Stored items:
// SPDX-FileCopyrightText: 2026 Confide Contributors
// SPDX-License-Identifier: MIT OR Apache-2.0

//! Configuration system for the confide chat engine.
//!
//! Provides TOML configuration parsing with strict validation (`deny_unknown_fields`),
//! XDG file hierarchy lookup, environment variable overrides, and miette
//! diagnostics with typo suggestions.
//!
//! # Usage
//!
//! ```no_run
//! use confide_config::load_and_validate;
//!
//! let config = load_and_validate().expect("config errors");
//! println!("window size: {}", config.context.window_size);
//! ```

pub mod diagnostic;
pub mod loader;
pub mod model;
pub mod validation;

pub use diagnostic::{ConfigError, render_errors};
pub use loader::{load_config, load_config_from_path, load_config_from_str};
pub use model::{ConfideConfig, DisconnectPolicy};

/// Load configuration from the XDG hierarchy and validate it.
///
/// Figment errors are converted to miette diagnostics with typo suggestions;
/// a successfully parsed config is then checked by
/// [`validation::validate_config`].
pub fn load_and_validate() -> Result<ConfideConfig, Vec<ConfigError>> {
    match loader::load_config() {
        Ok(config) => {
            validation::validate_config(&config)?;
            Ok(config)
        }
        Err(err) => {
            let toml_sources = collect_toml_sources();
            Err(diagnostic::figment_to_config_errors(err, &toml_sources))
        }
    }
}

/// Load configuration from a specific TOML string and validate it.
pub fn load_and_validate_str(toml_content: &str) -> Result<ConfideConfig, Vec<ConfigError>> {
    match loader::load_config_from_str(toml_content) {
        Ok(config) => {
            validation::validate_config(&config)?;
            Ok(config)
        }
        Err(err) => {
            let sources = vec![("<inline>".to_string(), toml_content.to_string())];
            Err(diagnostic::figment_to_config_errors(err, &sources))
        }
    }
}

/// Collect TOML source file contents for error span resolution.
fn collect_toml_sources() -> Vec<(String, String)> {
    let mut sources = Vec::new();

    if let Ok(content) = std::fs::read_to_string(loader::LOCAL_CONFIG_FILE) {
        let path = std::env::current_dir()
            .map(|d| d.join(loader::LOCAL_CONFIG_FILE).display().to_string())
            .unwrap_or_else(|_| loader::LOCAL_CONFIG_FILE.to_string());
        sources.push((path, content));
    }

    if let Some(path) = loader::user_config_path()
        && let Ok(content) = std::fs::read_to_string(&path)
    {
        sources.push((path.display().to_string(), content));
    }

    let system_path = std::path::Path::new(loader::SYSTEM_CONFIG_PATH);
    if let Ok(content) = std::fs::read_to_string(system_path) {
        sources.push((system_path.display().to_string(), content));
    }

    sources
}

--

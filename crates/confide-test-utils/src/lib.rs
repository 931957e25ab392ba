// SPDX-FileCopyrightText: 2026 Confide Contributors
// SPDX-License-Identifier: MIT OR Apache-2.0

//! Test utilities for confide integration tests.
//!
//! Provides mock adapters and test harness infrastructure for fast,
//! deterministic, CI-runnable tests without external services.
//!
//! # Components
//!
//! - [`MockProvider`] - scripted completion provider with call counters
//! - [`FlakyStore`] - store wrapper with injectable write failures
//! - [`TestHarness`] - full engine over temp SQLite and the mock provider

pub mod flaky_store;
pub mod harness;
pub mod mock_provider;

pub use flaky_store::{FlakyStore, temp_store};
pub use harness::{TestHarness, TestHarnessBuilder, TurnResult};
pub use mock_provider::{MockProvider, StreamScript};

**Instructions for the task**
Check each line of the records for the word "model", then state how many lines have it, as a number only.

**Solution to the problem**
2